*WHAT YOU WILL DO*:
Scan the entries below for the word "teacher" and copy every line in which it occurs.

*DATASET RECORDS*:
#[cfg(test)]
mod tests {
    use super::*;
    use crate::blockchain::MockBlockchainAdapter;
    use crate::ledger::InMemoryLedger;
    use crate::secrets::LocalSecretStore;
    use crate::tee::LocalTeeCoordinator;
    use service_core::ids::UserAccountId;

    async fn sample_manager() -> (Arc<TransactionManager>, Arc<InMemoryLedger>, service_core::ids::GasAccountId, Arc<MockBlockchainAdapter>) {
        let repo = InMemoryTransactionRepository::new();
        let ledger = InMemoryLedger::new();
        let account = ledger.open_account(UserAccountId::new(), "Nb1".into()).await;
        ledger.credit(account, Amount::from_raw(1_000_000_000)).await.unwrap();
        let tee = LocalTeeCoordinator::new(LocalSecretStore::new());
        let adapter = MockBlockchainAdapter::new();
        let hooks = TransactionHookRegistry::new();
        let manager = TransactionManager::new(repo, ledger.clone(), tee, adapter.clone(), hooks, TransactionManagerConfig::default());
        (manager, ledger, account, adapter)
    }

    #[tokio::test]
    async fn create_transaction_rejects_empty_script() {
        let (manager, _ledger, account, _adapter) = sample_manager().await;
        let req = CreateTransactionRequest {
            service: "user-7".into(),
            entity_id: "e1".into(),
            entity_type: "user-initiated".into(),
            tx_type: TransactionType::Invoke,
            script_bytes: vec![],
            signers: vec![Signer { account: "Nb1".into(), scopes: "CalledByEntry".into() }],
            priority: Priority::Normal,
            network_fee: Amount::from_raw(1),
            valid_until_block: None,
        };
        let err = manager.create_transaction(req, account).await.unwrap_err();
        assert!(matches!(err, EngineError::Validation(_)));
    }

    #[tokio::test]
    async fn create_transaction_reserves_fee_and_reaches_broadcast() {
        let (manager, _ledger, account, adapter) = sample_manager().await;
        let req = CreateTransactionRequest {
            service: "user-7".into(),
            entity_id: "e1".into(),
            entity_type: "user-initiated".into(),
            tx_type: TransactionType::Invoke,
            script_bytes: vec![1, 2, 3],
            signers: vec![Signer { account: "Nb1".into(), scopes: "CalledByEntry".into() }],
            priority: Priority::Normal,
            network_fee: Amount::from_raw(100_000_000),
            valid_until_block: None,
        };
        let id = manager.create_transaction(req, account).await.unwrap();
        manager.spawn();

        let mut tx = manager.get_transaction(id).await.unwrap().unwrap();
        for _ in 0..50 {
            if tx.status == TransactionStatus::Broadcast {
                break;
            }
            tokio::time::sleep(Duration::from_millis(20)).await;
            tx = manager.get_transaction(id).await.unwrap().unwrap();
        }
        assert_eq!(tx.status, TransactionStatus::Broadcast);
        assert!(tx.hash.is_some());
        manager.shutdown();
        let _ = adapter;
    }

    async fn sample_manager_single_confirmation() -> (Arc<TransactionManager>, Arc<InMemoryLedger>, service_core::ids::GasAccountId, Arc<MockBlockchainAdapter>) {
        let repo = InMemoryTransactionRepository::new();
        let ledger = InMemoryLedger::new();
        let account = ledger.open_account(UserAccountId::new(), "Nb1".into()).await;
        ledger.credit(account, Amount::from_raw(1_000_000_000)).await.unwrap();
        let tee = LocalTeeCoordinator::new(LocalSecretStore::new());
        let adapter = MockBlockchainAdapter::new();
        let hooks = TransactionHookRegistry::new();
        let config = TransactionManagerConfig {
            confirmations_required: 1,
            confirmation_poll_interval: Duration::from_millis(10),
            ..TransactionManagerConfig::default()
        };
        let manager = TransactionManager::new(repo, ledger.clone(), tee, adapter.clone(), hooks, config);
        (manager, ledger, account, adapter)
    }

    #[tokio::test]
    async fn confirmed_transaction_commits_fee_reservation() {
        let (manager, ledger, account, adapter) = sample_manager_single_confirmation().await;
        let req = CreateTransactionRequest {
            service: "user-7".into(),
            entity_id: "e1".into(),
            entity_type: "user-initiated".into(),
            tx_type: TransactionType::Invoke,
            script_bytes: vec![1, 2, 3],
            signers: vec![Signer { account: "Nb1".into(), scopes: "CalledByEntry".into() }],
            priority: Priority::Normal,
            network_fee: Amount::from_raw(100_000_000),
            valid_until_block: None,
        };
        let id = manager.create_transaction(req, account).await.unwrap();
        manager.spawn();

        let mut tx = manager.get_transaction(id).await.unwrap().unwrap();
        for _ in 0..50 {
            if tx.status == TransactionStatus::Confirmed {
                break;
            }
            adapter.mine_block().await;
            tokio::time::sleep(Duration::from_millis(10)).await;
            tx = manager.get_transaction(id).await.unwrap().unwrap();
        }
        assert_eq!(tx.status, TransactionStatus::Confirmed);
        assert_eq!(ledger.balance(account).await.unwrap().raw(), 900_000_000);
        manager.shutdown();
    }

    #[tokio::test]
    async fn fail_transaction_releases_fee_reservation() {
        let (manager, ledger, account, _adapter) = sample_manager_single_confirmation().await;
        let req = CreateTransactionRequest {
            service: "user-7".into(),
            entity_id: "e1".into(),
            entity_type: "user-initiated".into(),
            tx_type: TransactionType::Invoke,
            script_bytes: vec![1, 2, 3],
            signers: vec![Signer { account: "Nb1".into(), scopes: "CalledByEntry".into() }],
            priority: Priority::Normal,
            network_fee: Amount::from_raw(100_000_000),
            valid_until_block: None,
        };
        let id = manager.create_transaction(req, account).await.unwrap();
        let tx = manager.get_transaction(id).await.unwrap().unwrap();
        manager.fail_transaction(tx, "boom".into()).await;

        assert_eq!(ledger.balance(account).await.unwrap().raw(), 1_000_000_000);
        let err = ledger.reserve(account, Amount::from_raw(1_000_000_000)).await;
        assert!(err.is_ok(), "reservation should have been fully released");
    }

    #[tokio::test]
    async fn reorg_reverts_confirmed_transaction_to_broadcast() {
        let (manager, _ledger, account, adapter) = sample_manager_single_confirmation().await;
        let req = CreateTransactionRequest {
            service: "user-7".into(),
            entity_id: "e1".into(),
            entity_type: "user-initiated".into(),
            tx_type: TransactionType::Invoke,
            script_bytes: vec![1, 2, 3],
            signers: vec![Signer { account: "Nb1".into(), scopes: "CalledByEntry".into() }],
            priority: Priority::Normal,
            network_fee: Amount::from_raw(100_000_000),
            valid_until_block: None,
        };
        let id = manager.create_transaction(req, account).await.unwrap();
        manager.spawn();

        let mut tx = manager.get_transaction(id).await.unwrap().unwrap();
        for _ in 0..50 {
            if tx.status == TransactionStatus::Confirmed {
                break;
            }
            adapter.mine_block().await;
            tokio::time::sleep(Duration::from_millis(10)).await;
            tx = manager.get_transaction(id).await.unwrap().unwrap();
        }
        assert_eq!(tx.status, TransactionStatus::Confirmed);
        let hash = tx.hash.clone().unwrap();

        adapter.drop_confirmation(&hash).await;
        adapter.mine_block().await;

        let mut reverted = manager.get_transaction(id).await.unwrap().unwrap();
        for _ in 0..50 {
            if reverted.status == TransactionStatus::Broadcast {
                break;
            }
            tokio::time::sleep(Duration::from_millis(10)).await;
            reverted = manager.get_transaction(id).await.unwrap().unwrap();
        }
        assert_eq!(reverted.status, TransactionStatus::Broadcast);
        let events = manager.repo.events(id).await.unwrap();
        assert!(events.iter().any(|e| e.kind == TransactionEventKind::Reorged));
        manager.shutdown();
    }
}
==
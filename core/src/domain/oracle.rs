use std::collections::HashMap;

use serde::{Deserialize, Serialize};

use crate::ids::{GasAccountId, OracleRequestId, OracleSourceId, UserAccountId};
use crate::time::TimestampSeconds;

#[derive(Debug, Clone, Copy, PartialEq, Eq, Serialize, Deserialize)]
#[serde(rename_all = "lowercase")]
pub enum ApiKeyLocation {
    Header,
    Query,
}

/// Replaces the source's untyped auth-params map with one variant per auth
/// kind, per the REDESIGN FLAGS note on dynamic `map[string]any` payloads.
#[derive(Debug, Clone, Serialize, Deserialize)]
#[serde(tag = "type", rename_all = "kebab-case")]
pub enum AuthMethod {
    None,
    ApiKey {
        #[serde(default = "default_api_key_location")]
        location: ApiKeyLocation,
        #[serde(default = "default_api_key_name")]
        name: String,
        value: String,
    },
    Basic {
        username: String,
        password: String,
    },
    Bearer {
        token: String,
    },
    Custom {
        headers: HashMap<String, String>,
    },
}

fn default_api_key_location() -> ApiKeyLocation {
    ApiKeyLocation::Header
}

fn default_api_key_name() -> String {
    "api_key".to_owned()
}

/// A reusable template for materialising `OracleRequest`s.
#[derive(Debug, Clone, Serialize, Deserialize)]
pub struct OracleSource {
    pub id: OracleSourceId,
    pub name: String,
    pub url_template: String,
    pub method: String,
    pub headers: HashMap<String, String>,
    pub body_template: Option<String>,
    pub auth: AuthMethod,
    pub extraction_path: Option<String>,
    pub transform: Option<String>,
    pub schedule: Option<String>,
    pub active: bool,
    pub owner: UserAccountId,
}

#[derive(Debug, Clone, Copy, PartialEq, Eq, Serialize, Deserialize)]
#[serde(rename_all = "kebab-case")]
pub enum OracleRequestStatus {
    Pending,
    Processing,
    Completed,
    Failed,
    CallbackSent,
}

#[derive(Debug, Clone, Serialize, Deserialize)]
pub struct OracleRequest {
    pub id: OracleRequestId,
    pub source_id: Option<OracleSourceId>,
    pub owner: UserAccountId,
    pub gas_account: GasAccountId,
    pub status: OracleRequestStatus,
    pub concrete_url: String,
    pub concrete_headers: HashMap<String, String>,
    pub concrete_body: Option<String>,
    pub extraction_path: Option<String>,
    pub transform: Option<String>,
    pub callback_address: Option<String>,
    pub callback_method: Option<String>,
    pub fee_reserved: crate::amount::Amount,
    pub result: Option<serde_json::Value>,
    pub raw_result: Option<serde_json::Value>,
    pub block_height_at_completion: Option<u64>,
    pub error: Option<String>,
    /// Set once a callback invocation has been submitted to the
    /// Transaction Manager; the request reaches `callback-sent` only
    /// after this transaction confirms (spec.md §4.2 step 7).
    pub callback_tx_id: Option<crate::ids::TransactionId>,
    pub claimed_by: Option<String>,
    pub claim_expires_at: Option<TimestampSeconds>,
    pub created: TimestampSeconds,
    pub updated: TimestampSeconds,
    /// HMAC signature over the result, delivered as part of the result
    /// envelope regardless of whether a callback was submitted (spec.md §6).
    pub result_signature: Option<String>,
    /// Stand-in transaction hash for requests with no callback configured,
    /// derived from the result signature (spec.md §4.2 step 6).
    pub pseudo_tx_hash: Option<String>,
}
* * *
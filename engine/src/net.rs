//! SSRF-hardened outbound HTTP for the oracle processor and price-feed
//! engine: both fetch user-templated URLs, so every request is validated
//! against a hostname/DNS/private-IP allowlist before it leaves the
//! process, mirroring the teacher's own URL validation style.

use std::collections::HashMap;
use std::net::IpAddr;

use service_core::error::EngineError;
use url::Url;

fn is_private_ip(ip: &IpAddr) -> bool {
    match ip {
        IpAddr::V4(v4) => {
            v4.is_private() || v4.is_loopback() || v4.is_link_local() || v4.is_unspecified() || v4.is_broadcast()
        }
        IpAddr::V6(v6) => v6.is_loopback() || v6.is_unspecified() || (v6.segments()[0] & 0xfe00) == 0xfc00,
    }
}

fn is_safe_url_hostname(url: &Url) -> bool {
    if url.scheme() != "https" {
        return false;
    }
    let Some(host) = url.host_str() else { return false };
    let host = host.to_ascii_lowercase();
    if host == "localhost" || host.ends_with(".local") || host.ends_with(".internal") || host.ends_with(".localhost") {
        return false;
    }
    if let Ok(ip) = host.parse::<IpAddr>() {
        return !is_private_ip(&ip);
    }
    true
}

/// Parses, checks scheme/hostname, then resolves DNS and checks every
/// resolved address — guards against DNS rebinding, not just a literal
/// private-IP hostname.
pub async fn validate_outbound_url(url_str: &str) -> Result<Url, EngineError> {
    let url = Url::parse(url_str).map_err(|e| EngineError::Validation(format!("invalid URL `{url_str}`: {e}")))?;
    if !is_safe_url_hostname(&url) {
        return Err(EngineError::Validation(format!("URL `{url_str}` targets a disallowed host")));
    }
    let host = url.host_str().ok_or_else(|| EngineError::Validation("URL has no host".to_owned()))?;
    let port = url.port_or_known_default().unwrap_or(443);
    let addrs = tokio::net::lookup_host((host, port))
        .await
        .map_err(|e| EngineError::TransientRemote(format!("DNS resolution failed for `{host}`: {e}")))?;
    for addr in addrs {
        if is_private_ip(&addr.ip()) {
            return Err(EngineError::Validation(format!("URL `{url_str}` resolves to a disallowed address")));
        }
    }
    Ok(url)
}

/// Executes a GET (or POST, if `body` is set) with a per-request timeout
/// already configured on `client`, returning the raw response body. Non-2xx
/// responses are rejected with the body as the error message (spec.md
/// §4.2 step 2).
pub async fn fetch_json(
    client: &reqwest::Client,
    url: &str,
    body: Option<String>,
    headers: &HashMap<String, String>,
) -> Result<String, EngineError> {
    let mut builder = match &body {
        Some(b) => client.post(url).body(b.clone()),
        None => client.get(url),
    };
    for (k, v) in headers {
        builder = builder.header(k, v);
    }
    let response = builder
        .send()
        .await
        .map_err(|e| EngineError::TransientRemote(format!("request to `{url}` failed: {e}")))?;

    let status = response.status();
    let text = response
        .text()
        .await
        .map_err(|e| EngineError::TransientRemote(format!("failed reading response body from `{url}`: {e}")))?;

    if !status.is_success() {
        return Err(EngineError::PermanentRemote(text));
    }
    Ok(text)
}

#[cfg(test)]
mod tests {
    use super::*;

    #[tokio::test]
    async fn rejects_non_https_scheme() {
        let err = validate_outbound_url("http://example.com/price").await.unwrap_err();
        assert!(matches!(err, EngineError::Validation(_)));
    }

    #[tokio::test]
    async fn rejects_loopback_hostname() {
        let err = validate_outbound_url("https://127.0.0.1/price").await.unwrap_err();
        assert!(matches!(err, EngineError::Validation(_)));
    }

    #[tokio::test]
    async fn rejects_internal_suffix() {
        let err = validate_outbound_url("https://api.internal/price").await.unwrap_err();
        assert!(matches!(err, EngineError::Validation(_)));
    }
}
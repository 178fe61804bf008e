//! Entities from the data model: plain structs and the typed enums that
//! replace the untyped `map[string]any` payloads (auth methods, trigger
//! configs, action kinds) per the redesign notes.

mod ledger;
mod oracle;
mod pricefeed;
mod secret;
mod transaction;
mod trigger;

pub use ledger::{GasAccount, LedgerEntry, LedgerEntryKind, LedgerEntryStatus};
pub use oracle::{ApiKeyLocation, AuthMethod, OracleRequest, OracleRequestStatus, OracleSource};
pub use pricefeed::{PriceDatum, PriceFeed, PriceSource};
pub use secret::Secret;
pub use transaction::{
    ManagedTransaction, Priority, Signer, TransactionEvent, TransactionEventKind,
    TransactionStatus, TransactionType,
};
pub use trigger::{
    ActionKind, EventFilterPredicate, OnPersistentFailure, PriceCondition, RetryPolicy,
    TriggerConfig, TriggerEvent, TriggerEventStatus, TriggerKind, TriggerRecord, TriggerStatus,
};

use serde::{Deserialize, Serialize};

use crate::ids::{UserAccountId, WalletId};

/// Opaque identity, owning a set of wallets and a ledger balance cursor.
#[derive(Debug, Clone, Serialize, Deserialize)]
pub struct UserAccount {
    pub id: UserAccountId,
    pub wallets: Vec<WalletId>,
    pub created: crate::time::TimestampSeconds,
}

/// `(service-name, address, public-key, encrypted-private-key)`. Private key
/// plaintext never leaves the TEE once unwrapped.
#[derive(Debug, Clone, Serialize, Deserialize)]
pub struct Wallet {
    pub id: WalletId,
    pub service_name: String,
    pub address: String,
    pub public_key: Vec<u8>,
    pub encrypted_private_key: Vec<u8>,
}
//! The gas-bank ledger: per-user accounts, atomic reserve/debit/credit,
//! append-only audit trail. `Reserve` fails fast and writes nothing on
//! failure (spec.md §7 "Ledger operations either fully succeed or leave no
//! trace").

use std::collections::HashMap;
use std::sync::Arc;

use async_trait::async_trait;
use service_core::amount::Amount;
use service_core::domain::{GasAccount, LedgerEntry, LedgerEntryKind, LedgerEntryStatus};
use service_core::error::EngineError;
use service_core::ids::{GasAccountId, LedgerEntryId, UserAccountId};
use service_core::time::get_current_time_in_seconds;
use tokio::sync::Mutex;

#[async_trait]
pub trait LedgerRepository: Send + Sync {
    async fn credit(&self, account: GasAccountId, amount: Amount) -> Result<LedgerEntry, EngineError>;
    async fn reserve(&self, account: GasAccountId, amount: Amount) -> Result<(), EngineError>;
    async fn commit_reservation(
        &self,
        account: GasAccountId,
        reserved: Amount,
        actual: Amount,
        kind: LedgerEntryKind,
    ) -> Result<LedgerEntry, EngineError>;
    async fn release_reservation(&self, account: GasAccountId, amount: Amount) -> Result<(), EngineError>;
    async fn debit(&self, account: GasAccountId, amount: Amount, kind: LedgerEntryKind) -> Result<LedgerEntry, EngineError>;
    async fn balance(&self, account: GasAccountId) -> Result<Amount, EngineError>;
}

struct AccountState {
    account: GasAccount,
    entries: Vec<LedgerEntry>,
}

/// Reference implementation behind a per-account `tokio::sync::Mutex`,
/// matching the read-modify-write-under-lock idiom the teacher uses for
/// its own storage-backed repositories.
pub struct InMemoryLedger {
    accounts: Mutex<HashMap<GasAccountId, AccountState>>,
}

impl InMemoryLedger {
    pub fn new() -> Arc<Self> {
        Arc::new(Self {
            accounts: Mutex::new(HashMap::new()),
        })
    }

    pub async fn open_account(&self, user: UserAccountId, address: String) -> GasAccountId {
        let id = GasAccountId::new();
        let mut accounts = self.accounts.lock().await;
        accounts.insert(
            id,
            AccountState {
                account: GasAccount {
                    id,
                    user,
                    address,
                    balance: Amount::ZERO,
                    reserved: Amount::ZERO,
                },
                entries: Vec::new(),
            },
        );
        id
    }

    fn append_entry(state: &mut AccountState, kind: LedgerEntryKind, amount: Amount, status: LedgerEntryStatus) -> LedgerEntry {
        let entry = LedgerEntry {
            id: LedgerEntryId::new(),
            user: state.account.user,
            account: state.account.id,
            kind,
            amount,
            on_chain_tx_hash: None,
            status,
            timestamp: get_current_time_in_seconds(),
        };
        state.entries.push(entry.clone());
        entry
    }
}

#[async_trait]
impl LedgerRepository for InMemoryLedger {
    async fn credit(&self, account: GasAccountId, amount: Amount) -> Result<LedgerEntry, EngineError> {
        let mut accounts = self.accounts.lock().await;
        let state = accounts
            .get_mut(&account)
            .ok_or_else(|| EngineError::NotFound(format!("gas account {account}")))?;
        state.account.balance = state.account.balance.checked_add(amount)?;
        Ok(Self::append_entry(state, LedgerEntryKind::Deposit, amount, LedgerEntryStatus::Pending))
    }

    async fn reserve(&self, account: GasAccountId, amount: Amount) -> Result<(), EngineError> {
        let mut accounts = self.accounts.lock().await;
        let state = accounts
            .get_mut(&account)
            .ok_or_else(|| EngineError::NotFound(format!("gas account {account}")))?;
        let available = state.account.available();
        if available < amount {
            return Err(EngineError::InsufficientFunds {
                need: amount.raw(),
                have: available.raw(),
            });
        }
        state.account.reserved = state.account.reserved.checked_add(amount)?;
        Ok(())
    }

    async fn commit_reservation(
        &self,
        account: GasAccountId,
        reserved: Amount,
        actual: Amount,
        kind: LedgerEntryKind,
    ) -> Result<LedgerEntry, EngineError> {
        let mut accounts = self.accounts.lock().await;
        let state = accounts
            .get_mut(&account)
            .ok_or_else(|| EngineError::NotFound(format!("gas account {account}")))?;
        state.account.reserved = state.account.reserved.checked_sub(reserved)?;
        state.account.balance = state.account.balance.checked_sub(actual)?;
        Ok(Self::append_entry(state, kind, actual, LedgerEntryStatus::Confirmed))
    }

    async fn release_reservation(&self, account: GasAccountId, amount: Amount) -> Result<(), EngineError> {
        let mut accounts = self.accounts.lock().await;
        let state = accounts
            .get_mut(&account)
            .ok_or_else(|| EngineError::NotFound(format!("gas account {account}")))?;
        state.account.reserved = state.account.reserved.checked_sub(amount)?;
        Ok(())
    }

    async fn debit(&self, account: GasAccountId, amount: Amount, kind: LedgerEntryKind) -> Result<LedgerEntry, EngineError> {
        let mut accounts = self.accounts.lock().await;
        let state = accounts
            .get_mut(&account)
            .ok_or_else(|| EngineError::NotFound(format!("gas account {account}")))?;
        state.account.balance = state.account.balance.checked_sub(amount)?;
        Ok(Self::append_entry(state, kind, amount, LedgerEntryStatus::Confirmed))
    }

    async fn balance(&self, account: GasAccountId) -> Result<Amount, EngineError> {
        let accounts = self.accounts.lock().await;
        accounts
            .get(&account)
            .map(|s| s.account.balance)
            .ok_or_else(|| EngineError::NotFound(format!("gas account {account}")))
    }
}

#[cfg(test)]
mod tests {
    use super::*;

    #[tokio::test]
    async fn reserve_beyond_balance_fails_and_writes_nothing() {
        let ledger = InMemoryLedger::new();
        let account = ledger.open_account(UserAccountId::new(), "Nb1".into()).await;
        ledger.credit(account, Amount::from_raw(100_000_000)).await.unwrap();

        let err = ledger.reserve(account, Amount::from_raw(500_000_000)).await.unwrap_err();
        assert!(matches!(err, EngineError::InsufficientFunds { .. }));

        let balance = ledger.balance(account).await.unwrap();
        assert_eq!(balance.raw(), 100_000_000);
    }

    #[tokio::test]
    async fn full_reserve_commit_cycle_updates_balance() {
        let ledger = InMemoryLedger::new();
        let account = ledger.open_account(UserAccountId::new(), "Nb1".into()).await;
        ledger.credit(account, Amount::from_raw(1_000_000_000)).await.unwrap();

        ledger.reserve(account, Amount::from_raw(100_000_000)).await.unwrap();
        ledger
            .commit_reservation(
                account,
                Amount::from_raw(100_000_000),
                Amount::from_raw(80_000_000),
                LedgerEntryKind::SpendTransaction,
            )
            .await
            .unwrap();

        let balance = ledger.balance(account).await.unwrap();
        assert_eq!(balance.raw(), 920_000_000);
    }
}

*RESULT OF THIS EXERCISE*:
//! process, mirroring the teacher's own URL validation style.
/// matching the read-modify-write-under-lock idiom the teacher uses for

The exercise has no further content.